Ознакомительная версия.
В соответствии с лозунгом фюрера «Твердый, как крупповская сталь, жесткий, как подошва», жесткость в воспитании играла большую роль. Потому что только из жесткого «пимпфа» вырастет жесткий солдат. Подчеркивание твердости иногда принимало унизительные формы. Так, однажды во время похода «пимпфы» моей группы вдруг набросились на меня. Повалили и держали, а один из них сел мне на нос и пукнул. Преисполненный отвращения и бешенства, я был более чем удручен.
Я тогда еще не знал, что такие образцы являются предварительной стадией воспитания в Вермахте, причем, как и во всех организациях Третьего рейха, низменные человеческие качества начальников, вроде удовлетворения собственного чувства власти, играли особую роль. Я после того случая отказался участвовать в субботних и воскресных походах. По этому поводу «фюрер дозора» написал письмо моему отцу о том, что я должен принять участие в следующем походе, чтобы в обществе товарищей посидеть у костра, потому что для юноши нет ничего лучше, и я не должен этого упускать.
Наряду с упомянутой службой на местности большую роль играли «учения порядка», различные тренировки и спортивные соревнования («быстрые, как борзые»). Во время одного из соревнований «юнгфолька» на университетском стадионе во Фрайбурге моя группа выиграла состязание по установке палатки. Мы быстрее всех скрепили палаточные полотна и правильно поставили палатку. Мой отец присутствовал на этих соревнованиях и был очень горд видеть своего сына в команде победителей.

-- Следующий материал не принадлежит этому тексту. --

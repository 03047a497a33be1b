use std::collections::VecDeque;

use super::direction::Direction;
use super::snapshot::GameSnapshot;

/// A position on the board
#[derive(Debug, Clone, Copy, PartialEq, Eq, Hash)]
pub struct Position {
    pub x: i32,
    pub y: i32,
}

impl Position {
    pub fn new(x: i32, y: i32) -> Self {
        Self { x, y }
    }

    /// Move position by delta
    pub fn moved_by(&self, dx: i32, dy: i32) -> Self {
        Self {
            x: self.x + dx,
            y: self.y + dy,
        }
    }

    /// Move position in a direction
    pub fn moved_in_direction(&self, direction: Direction) -> Self {
        let (dx, dy) = direction.delta();
        self.moved_by(dx, dy)
    }
}

impl From<(i32, i32)> for Position {
    fn from((x, y): (i32, i32)) -> Self {
        Self::new(x, y)
    }
}

/// The snake on the board
#[derive(Debug, Clone, PartialEq, Eq)]
pub struct Snake {
    /// Body segments, with head at index 0
    body: VecDeque<Position>,
}

impl Snake {
    /// Create a snake whose body trails behind `head`, opposite to `direction`
    pub fn new(head: Position, direction: Direction, length: usize) -> Self {
        let back = direction.opposite();
        let mut body = VecDeque::with_capacity(length.max(1));
        let mut segment = head;
        body.push_back(segment);

        for _ in 1..length {
            segment = segment.moved_in_direction(back);
            body.push_back(segment);
        }

        Self { body }
    }

    /// Build a snake from explicit segments, head first.
    ///
    /// Returns `None` if `segments` is empty.
    pub fn from_segments<I>(segments: I) -> Option<Self>
    where
        I: IntoIterator,
        I::Item: Into<Position>,
    {
        let body: VecDeque<Position> = segments.into_iter().map(Into::into).collect();
        if body.is_empty() {
            None
        } else {
            Some(Self { body })
        }
    }

    /// Get the head position
    pub fn head(&self) -> Position {
        self.body[0]
    }

    /// Get the tail position (last segment)
    pub fn tail(&self) -> Position {
        self.body[self.body.len() - 1]
    }

    /// All segments, head first
    pub fn segments(&self) -> impl ExactSizeIterator<Item = &Position> + '_ {
        self.body.iter()
    }

    pub fn contains(&self, pos: Position) -> bool {
        self.body.contains(&pos)
    }

    /// Get the length of the snake
    pub fn len(&self) -> usize {
        self.body.len()
    }

    /// Always false: a snake keeps at least its head
    pub fn is_empty(&self) -> bool {
        self.body.is_empty()
    }
}

/// Type of collision that ended a round
#[derive(Debug, Clone, Copy, PartialEq, Eq)]
pub enum CollisionType {
    /// Snake hit a wall
    Wall,
    /// Snake hit itself
    SelfCollision,
}

/// Lifecycle of a round
#[derive(Debug, Clone, Copy, PartialEq, Eq)]
pub enum GameStatus {
    Running,
    /// The round was lost
    GameOver(CollisionType),
    /// The snake fills the board; no cell is left for food
    Cleared,
    /// The player left the round
    Quit,
}

impl GameStatus {
    pub fn is_running(&self) -> bool {
        matches!(self, GameStatus::Running)
    }

    pub fn is_terminal(&self) -> bool {
        !self.is_running()
    }
}

/// Complete game state
#[derive(Debug, Clone, PartialEq)]
pub struct GameState {
    pub snake: Snake,
    pub food: Position,
    pub direction: Direction,
    /// Tail-retention moves still owed from food eaten
    pub pending_growth: usize,
    pub board_width: usize,
    pub board_height: usize,
    pub score: u32,
    pub steps: u32,
    pub status: GameStatus,
}

impl GameState {
    /// Create a new running game state
    pub fn new(
        snake: Snake,
        food: Position,
        direction: Direction,
        board_width: usize,
        board_height: usize,
    ) -> Self {
        Self {
            snake,
            food,
            direction,
            pending_growth: 0,
            board_width,
            board_height,
            score: 0,
            steps: 0,
            status: GameStatus::Running,
        }
    }

    /// Check if a position is occupied by the snake
    pub fn is_occupied_by_snake(&self, pos: Position) -> bool {
        self.snake.contains(pos)
    }

    /// Read-only view handed to renderers
    pub fn snapshot(&self) -> GameSnapshot {
        GameSnapshot {
            board_width: self.board_width,
            board_height: self.board_height,
            snake: self.snake.segments().copied().collect(),
            food: self.food,
            score: self.score,
            status: self.status,
        }
    }
}

/// Position the head would reach moving one cell in `direction`. No bounds checking.
pub fn advance_head(snake: &Snake, direction: Direction) -> Position {
    snake.head().moved_in_direction(direction)
}

/// Owe the snake one more segment; the length changes on the next `step`.
pub fn grow(state: &mut GameState) {
    state.pending_growth += 1;
}

/// Prepend `new_head` and drop the tail unless growth is pending.
///
/// Returns the growth still owed after this move.
pub fn step(snake: &mut Snake, new_head: Position, growth_pending: usize) -> usize {
    snake.body.push_front(new_head);

    if growth_pending > 0 {
        growth_pending - 1
    } else {
        snake.body.pop_back();
        0
    }
}
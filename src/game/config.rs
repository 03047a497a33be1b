use std::time::Duration;

use super::error::ConfigError;

/// Configuration for the game
#[derive(Debug, Clone, PartialEq)]
pub struct GameConfig {
    /// Width of the board in cells
    pub board_width: usize,
    /// Height of the board in cells
    pub board_height: usize,
    /// Time between two game ticks
    pub tick_interval: Duration,
    /// Score awarded per food eaten
    pub food_reward: u32,
    /// Initial length of the snake
    pub initial_snake_length: usize,
}

impl Default for GameConfig {
    fn default() -> Self {
        Self {
            board_width: 20,
            board_height: 15,
            tick_interval: Duration::from_millis(200),
            food_reward: 10,
            initial_snake_length: 1,
        }
    }
}

impl GameConfig {
    /// Create a new configuration with custom board size
    pub fn new(width: usize, height: usize) -> Self {
        Self {
            board_width: width,
            board_height: height,
            ..Default::default()
        }
    }

    /// Create a small board for testing
    pub fn small() -> Self {
        Self::new(10, 10)
    }

    pub fn with_tick_interval(mut self, tick_interval: Duration) -> Self {
        self.tick_interval = tick_interval;
        self
    }

    pub fn with_food_reward(mut self, food_reward: u32) -> Self {
        self.food_reward = food_reward;
        self
    }

    pub fn with_initial_snake_length(mut self, length: usize) -> Self {
        self.initial_snake_length = length;
        self
    }

    /// Check that a round can be started with this configuration.
    ///
    /// The initial snake is laid out leftwards from the board centre, so it
    /// must fit in the left half of the centre row and leave at least one
    /// free cell for food.
    pub fn validate(&self) -> Result<(), ConfigError> {
        let (width, height) = (self.board_width, self.board_height);

        if width == 0 || height == 0 {
            return Err(ConfigError::EmptyBoard { width, height });
        }
        if i32::try_from(width).is_err() || i32::try_from(height).is_err() {
            return Err(ConfigError::BoardTooLarge { width, height });
        }
        if self.tick_interval.is_zero() {
            return Err(ConfigError::ZeroTickInterval);
        }

        let length = self.initial_snake_length;
        if length == 0 {
            return Err(ConfigError::ZeroSnakeLength);
        }
        if length > width / 2 + 1 || length >= width.saturating_mul(height) {
            return Err(ConfigError::SnakeDoesNotFit { length, width });
        }

        Ok(())
    }
}
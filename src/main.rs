use anyhow::{Context, Result};
use clap::{Parser, ValueEnum};
use log::info;
use simplelog::{Config, LevelFilter, WriteLogger};
use snake_tui::game::GameConfig;
use snake_tui::modes::HumanMode;
use std::fs::File;
use std::path::PathBuf;
use std::time::Duration;

#[derive(Parser)]
#[command(name = "snake_tui")]
#[command(version, about = "Classic Snake in the terminal")]
struct Cli {
    /// Board width in cells
    #[arg(long, default_value = "20")]
    width: usize,

    /// Board height in cells
    #[arg(long, default_value = "15")]
    height: usize,

    /// Milliseconds between game ticks
    #[arg(long, default_value = "200")]
    tick_ms: u64,

    /// Score awarded per food eaten
    #[arg(long, default_value = "10")]
    food_reward: u32,

    /// Length of the snake at the start of a round
    #[arg(long, default_value = "1")]
    initial_length: usize,

    /// Write a log to this file (the terminal itself is taken by the game)
    #[arg(long)]
    log_file: Option<PathBuf>,

    /// Log verbosity when --log-file is set
    #[arg(long, default_value = "info")]
    log_level: LogLevel,
}

#[derive(Clone, Copy, ValueEnum)]
enum LogLevel {
    Error,
    Warn,
    Info,
    Debug,
    Trace,
}

impl From<LogLevel> for LevelFilter {
    fn from(level: LogLevel) -> Self {
        match level {
            LogLevel::Error => LevelFilter::Error,
            LogLevel::Warn => LevelFilter::Warn,
            LogLevel::Info => LevelFilter::Info,
            LogLevel::Debug => LevelFilter::Debug,
            LogLevel::Trace => LevelFilter::Trace,
        }
    }
}

fn init_logging(cli: &Cli) -> Result<()> {
    let Some(path) = &cli.log_file else {
        return Ok(());
    };

    let file = File::create(path)
        .with_context(|| format!("Failed to create log file {}", path.display()))?;
    WriteLogger::init(cli.log_level.into(), Config::default(), file)
        .context("Failed to initialize logger")?;

    Ok(())
}

#[tokio::main]
async fn main() -> Result<()> {
    let cli = Cli::parse();
    init_logging(&cli)?;

    let config = GameConfig::new(cli.width, cli.height)
        .with_tick_interval(Duration::from_millis(cli.tick_ms))
        .with_food_reward(cli.food_reward)
        .with_initial_snake_length(cli.initial_length);
    info!("starting with {:?}", config);

    let mut human_mode = HumanMode::new(config)?;
    human_mode.run().await?;

    let last_round = human_mode.snapshot();
    println!("Final Score: {}", last_round.score);
    println!("Snake Length: {}", last_round.length());

    Ok(())
}
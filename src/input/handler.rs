use crossterm::event::{KeyCode, KeyEvent, KeyModifiers};

use crate::game::Direction;

#[derive(Debug, Clone, Copy, PartialEq, Eq)]
pub enum KeyAction {
    Turn(Direction),
    Restart,
    Quit,
    None,
}

/// Maps arrow keys and WASD to turns, plus the session controls
pub struct InputHandler;

impl InputHandler {
    pub fn new() -> Self {
        Self
    }

    pub fn handle_key_event(&self, key: KeyEvent) -> KeyAction {
        if key.modifiers.contains(KeyModifiers::CONTROL) && key.code == KeyCode::Char('c') {
            return KeyAction::Quit;
        }

        match key.code {
            KeyCode::Up => KeyAction::Turn(Direction::Up),
            KeyCode::Down => KeyAction::Turn(Direction::Down),
            KeyCode::Left => KeyAction::Turn(Direction::Left),
            KeyCode::Right => KeyAction::Turn(Direction::Right),

            KeyCode::Char(c) => match c.to_ascii_lowercase() {
                'w' => KeyAction::Turn(Direction::Up),
                's' => KeyAction::Turn(Direction::Down),
                'a' => KeyAction::Turn(Direction::Left),
                'd' => KeyAction::Turn(Direction::Right),
                'q' => KeyAction::Quit,
                'r' => KeyAction::Restart,
                _ => KeyAction::None,
            },

            KeyCode::Esc => KeyAction::Quit,

            _ => KeyAction::None,
        }
    }
}

impl Default for InputHandler {
    fn default() -> Self {
        Self::new()
    }
}
pub mod session;

pub use session::SessionStats;
//! Member roles
//!
//! Role identifiers come from an external role registry as bare strings.
//! This module classifies them into a closed set so the administrative
//! override path is an exhaustive match rather than string comparison
//! scattered through the resolver.

use serde::{Deserialize, Serialize};
use std::fmt;

/// Default identifier of the super-admin sentinel role.
pub const DEFAULT_SUPER_ADMIN: &str = "super-admin";

/// Default identifier of the root administrator sentinel role.
pub const DEFAULT_ROOT_ADMIN: &str = "root-admin";

/// The two reserved role identifiers that bypass workflow lookup.
///
/// # Examples
///
/// ```
/// use stagegate_rbac::RoleSentinels;
///
/// let sentinels = RoleSentinels::default();
/// assert!(sentinels.is_sentinel("super-admin"));
/// assert!(!sentinels.is_sentinel("Finance"));
/// ```
#[derive(Debug, Clone, PartialEq, Eq, Hash, Serialize, Deserialize)]
pub struct RoleSentinels {
    /// Identifier classified as [`Role::SuperAdmin`].
    pub super_admin: String,

    /// Identifier classified as [`Role::RootAdministrator`].
    pub root_admin: String,
}

impl RoleSentinels {
    /// Creates a sentinel pair.
    pub fn new(super_admin: impl Into<String>, root_admin: impl Into<String>) -> Self {
        Self {
            super_admin: super_admin.into(),
            root_admin: root_admin.into(),
        }
    }

    /// Check whether an identifier is one of the sentinels.
    pub fn is_sentinel(&self, id: &str) -> bool {
        id == self.super_admin || id == self.root_admin
    }
}

impl Default for RoleSentinels {
    fn default() -> Self {
        Self::new(DEFAULT_SUPER_ADMIN, DEFAULT_ROOT_ADMIN)
    }
}

/// A member's role at check time.
///
/// Ordinary roles are opaque: their meaning lives entirely in the workflow
/// graph. Matching is exact and case-sensitive, and an empty identifier is an
/// ordinary role like any other.
///
/// Every variant keeps the identifier it was classified from, so a role
/// serializes and displays as the registry wrote it. There is no
/// `Deserialize`: classification needs the sentinels in effect, so go
/// through [`Role::classify`].
///
/// # Examples
///
/// ```
/// use stagegate_rbac::Role;
///
/// assert_eq!(Role::parse("super-admin"), Role::SuperAdmin("super-admin".to_string()));
/// assert_eq!(Role::parse("Finance"), Role::Ordinary("Finance".to_string()));
/// assert!(Role::parse("root-admin").is_master());
/// assert!(!Role::parse("Super-Admin").is_master());
/// ```
#[derive(Debug, Clone, PartialEq, Eq, Hash, Serialize)]
#[serde(into = "String")]
pub enum Role {
    /// Any role that is not a sentinel.
    Ordinary(String),

    /// Unconditional administrative override.
    SuperAdmin(String),

    /// Unconditional administrative override.
    RootAdministrator(String),
}

impl Role {
    /// Classify a raw role identifier against a sentinel pair.
    ///
    /// # Arguments
    ///
    /// * `id` - Raw identifier from the role registry
    /// * `sentinels` - The reserved identifiers in effect
    pub fn classify(id: &str, sentinels: &RoleSentinels) -> Self {
        if id == sentinels.super_admin {
            Self::SuperAdmin(id.to_string())
        } else if id == sentinels.root_admin {
            Self::RootAdministrator(id.to_string())
        } else {
            Self::Ordinary(id.to_string())
        }
    }

    /// Classify a raw role identifier against the default sentinels.
    pub fn parse(id: &str) -> Self {
        Self::classify(id, &RoleSentinels::default())
    }

    /// Check whether this role bypasses the workflow graph.
    pub fn is_master(&self) -> bool {
        match self {
            Self::SuperAdmin(_) | Self::RootAdministrator(_) => true,
            Self::Ordinary(_) => false,
        }
    }

    /// The raw identifier this role was classified from.
    pub fn id(&self) -> &str {
        match self {
            Self::Ordinary(id) | Self::SuperAdmin(id) | Self::RootAdministrator(id) => id,
        }
    }

    /// Get a human-readable display name for the role.
    ///
    /// # Examples
    ///
    /// ```
    /// use stagegate_rbac::Role;
    ///
    /// assert_eq!(Role::parse("root-admin").display_name(), "Root Administrator");
    /// assert_eq!(Role::parse("Recruiter").display_name(), "Recruiter");
    /// ```
    pub fn display_name(&self) -> &str {
        match self {
            Self::Ordinary(id) => id,
            Self::SuperAdmin(_) => "Super Admin",
            Self::RootAdministrator(_) => "Root Administrator",
        }
    }
}

impl From<Role> for String {
    fn from(role: Role) -> Self {
        match role {
            Role::Ordinary(id) | Role::SuperAdmin(id) | Role::RootAdministrator(id) => id,
        }
    }
}

impl fmt::Display for Role {
    fn fmt(&self, f: &mut fmt::Formatter<'_>) -> fmt::Result {
        f.write_str(self.id())
    }
}
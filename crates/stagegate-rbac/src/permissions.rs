//! # Permissions
//!
//! The fixed-shape permission record attached to a workflow stage node.
//! A record answers "what exactly may an allowed role do at this stage".

use serde::{Deserialize, Serialize};

use crate::actions::StageAction;

/// Fine-grained grants for one workflow stage.
///
/// Every field defaults to `false` when missing from serialized input, so a
/// partially specified record such as `{"edit": true}` grants only `edit`.
///
/// # Example
///
/// ```
/// use stagegate_rbac::permissions::StagePermissions;
/// use stagegate_rbac::actions::StageAction;
///
/// let perms = StagePermissions::view_only().with(StageAction::Edit);
/// assert!(perms.allows(StageAction::Edit));
/// assert!(!perms.allows(StageAction::Approve));
///
/// let parsed: StagePermissions = serde_json::from_str(r#"{"moveStage": true}"#).unwrap();
/// assert!(parsed.move_stage);
/// assert!(!parsed.view);
/// ```
#[derive(Debug, Clone, Copy, Default, Serialize, Deserialize, PartialEq, Eq, Hash)]
#[serde(rename_all = "camelCase", default)]
pub struct StagePermissions {
    /// May view the entity.
    pub view: bool,
    /// May edit the entity.
    pub edit: bool,
    /// May approve the entity at this stage.
    pub approve: bool,
    /// May delete the entity.
    pub delete: bool,
    /// May move the entity to another stage.
    pub move_stage: bool,
}

impl StagePermissions {
    /// A record granting nothing.
    pub fn none() -> Self {
        Self::default()
    }

    /// A record granting every action.
    pub fn full() -> Self {
        Self {
            view: true,
            edit: true,
            approve: true,
            delete: true,
            move_stage: true,
        }
    }

    /// A record granting only `view`.
    pub fn view_only() -> Self {
        Self {
            view: true,
            ..Self::default()
        }
    }

    /// Check whether the record grants an action.
    pub fn allows(&self, action: StageAction) -> bool {
        match action {
            StageAction::View => self.view,
            StageAction::Edit => self.edit,
            StageAction::Approve => self.approve,
            StageAction::Delete => self.delete,
            StageAction::MoveStage => self.move_stage,
        }
    }

    /// Return a copy of the record with one more action granted.
    pub fn with(mut self, action: StageAction) -> Self {
        self.set(action, true);
        self
    }

    /// Grant or revoke a single action.
    pub fn set(&mut self, action: StageAction, granted: bool) {
        let slot = match action {
            StageAction::View => &mut self.view,
            StageAction::Edit => &mut self.edit,
            StageAction::Approve => &mut self.approve,
            StageAction::Delete => &mut self.delete,
            StageAction::MoveStage => &mut self.move_stage,
        };
        *slot = granted;
    }

    /// All granted actions, in field order.
    pub fn granted(&self) -> Vec<StageAction> {
        StageAction::all()
            .into_iter()
            .filter(|action| self.allows(*action))
            .collect()
    }

    /// Check if the record grants nothing.
    pub fn is_empty(&self) -> bool {
        *self == Self::none()
    }

    /// Check if the record grants every action.
    pub fn is_full(&self) -> bool {
        *self == Self::full()
    }
}

impl FromIterator<StageAction> for StagePermissions {
    fn from_iter<T: IntoIterator<Item = StageAction>>(iter: T) -> Self {
        iter.into_iter().fold(Self::none(), Self::with)
    }
}

#[cfg(test)]
mod tests {
    use super::*;

    #[test]
    fn test_full_and_none() {
        assert!(StagePermissions::full().is_full());
        assert!(StagePermissions::none().is_empty());
        assert_eq!(StagePermissions::full().granted().len(), 5);
        assert!(StagePermissions::none().granted().is_empty());
    }

    #[test]
    fn test_allows_matches_fields() {
        let perms = StagePermissions {
            edit: true,
            move_stage: true,
            ..StagePermissions::default()
        };
        assert!(perms.allows(StageAction::Edit));
        assert!(perms.allows(StageAction::MoveStage));
        assert!(!perms.allows(StageAction::View));
        assert!(!perms.allows(StageAction::Delete));
    }

    #[test]
    fn test_set_revokes() {
        let mut perms = StagePermissions::full();
        perms.set(StageAction::Delete, false);
        assert!(!perms.allows(StageAction::Delete));
        assert!(!perms.is_full());
    }

    #[test]
    fn test_from_iterator() {
        let perms: StagePermissions = [StageAction::View, StageAction::Approve].into_iter().collect();
        assert_eq!(perms.granted(), vec![StageAction::View, StageAction::Approve]);
    }

    #[test]
    fn test_partial_record_defaults_missing_fields() {
        let perms: StagePermissions = serde_json::from_str(r#"{"view": true, "edit": true}"#).unwrap();
        assert!(perms.view);
        assert!(perms.edit);
        assert!(!perms.approve);
        assert!(!perms.delete);
        assert!(!perms.move_stage);
    }

    #[test]
    fn test_serializes_camel_case() {
        let json = serde_json::to_value(StagePermissions::full()).unwrap();
        assert_eq!(json["moveStage"], serde_json::json!(true));
        assert!(json.get("move_stage").is_none());
    }
}
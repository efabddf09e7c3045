//! Access checking against live stores
//!
//! [`AccessChecker`] fetches a member's role, the configured workflow and,
//! for entity-scoped checks, the entity itself, all concurrently. It then
//! hands the snapshot to the [`PolicyResolver`]. Any input that cannot be
//! fetched yields the unavailable decision rather than an error.

use serde::{Deserialize, Serialize};
use stagegate_graph::WorkflowGraph;
use tracing::{debug, instrument, warn};

use crate::config::ResolverConfig;
use crate::decision::AccessDecision;
use crate::error::{ResolveError, ResolveResult};
use crate::resolver::PolicyResolver;
use crate::store::{Entity, EntityStore, Member, RoleRegistry, StoreResult, WorkflowStore};

/// An access check keyed by identifiers rather than loaded values.
#[derive(Debug, Clone, PartialEq, Eq, Serialize, Deserialize)]
#[serde(rename_all = "camelCase")]
pub struct AccessQuery {
    /// User performing the action
    pub user_id: String,

    /// Module being accessed
    pub module_type: String,

    /// Entity being accessed, for entity-scoped checks
    #[serde(default, skip_serializing_if = "Option::is_none")]
    pub entity_id: Option<String>,
}

impl AccessQuery {
    /// Creates a module-global query.
    pub fn module(user_id: impl Into<String>, module_type: impl Into<String>) -> Self {
        Self {
            user_id: user_id.into(),
            module_type: module_type.into(),
            entity_id: None,
        }
    }

    /// Creates an entity-scoped query.
    pub fn entity(
        user_id: impl Into<String>,
        module_type: impl Into<String>,
        entity_id: impl Into<String>,
    ) -> Self {
        Self {
            user_id: user_id.into(),
            module_type: module_type.into(),
            entity_id: Some(entity_id.into()),
        }
    }
}

/// Resolves access queries against a role registry, workflow store and entity store.
///
/// # Examples
///
/// ```
/// use stagegate_access::{
///     AccessChecker, AccessQuery, Entity, MemoryEntityStore, MemoryRoleRegistry,
///     MemoryWorkflowStore,
/// };
/// use stagegate_graph::{StageNode, WorkflowGraph};
///
/// # async fn example() {
/// let roles = MemoryRoleRegistry::new();
/// roles.assign("u-1", "Recruiter").await;
///
/// let workflows = MemoryWorkflowStore::new();
/// workflows
///     .put(WorkflowGraph::new("default").with_node(StageNode::new("talent").with_roles(["Recruiter"])))
///     .await;
///
/// let checker = AccessChecker::new(roles, workflows, MemoryEntityStore::new());
/// let decision = checker.check(&AccessQuery::module("u-1", "talent")).await.unwrap();
/// assert!(decision.can_view);
/// # }
/// ```
pub struct AccessChecker<R, W, E> {
    roles: R,
    workflows: W,
    entities: E,
    resolver: PolicyResolver,
}

impl<R, W, E> AccessChecker<R, W, E>
where
    R: RoleRegistry,
    W: WorkflowStore,
    E: EntityStore,
{
    /// Creates a checker with the default configuration.
    pub fn new(roles: R, workflows: W, entities: E) -> Self {
        Self::with_config(roles, workflows, entities, ResolverConfig::default())
    }

    /// Creates a checker with an explicit configuration.
    pub fn with_config(roles: R, workflows: W, entities: E, config: ResolverConfig) -> Self {
        Self {
            roles,
            workflows,
            entities,
            resolver: PolicyResolver::new(config),
        }
    }

    /// The resolver used for decisions.
    pub fn resolver(&self) -> &PolicyResolver {
        &self.resolver
    }

    /// Fetch inputs and resolve an access query.
    ///
    /// # Errors
    ///
    /// Returns [`ResolveError::InputContract`] when the query has no module
    /// type. No store is contacted in that case.
    #[instrument(skip(self), fields(user = %query.user_id, module = %query.module_type))]
    pub async fn check(&self, query: &AccessQuery) -> ResolveResult<AccessDecision> {
        if query.module_type.trim().is_empty() {
            return Err(ResolveError::missing_module_type());
        }

        let workflow_name = self.resolver.config().workflow_name.as_str();
        let (role, workflow, entity) = tokio::join!(
            self.roles.role_for(&query.user_id),
            self.workflows.load(workflow_name),
            self.fetch_entity(query.entity_id.as_deref()),
        );

        let member = loaded("role", &query.user_id, role)
            .map(|role_id| Member::new(query.user_id.clone(), role_id));
        let workflow: Option<WorkflowGraph> = loaded("workflow", workflow_name, workflow);

        let stage = match (query.entity_id.as_deref(), entity) {
            (None, _) => None,
            (Some(id), entity) => match loaded("entity", id, entity) {
                Some(entity) => entity.current_stage().map(str::to_string),
                None => return Ok(AccessDecision::unavailable()),
            },
        };

        self.resolver.resolve(
            member.as_ref(),
            workflow.as_ref(),
            &query.module_type,
            stage.as_deref(),
        )
    }

    async fn fetch_entity(&self, id: Option<&str>) -> StoreResult<Option<Entity>> {
        match id {
            Some(id) => self.entities.entity(id).await,
            None => Ok(None),
        }
    }
}

/// Collapse a store result into "loaded or not", logging why it was not.
fn loaded<T>(what: &'static str, key: &str, result: StoreResult<Option<T>>) -> Option<T> {
    match result {
        Ok(Some(value)) => Some(value),
        Ok(None) => {
            debug!(input = what, key, "Input not found");
            None
        }
        Err(e) => {
            warn!(input = what, key, error = %e, "Input fetch failed");
            None
        }
    }
}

Служба в «юнгфольке» и «гитлерюгенде» оказывала также влияние и на школьные занятия: теперь для членов «юнгфолька» «пимпфов» существовал «государственный день молодежи», когда можно было не ходить в школу. И в соответствии с целями молодежных организаций в школе были введены обязательные занятия по легкой атлетике с бегом на 60 метров, прыжками в длину, метанием мячей и боксу. Сам Гитлер считал, что нет никакого другого спорта, кроме бокса, который бы так развивал наступательный дух, и «молодой, здоровый парень» должен учиться в боксе переносить удары.
С боксом мы вскоре пережили особый нокаут. Наш лучший в классе ученик — типичный отличник с отличными оценками по всем дисциплинам, кроме спорта (он даже 50 метров не мог пробежать как следует), на первом же занятии по боксу был сильно побит. На следующий день он забрал документы и покинул эту классическую гимназию. Со временем все усилия учителей открыть своим ученикам древнегреческий и латинский культурные миры сводились все больше к минимуму изменившихся важностью дисциплин. Зато учителя с партийными значками и преподаватели физкультуры могли все чаще ссылаться на гимназию античной Греции, как учреждение для гимнастики.
В то время как я шел дальше по развалинам Бертольдштрассе, я приблизился к вокзалу. Здесь тоже передо мной предстало поле, покрытое руинами. Прекрасный отель «Церингерхоф», в котором мы проводили наш бал, посвященный завершению уроков танца, тоже был сровнен с землей. При виде разрушенного вокзала воспоминания опять вернулись ко времени «юнгфолька». В «юнгфольке» после двухлетней службы мне удалось вырваться из военизированной и подневольной группы, постоянно занимавшейся «службой на местности». Я стал барабанщиком: больше никакой «службы на местности», зато я теперь должен был отбивать такт в большой ландскнех-товский барабан для отряда «юнгфолька», марширующего за оркестром.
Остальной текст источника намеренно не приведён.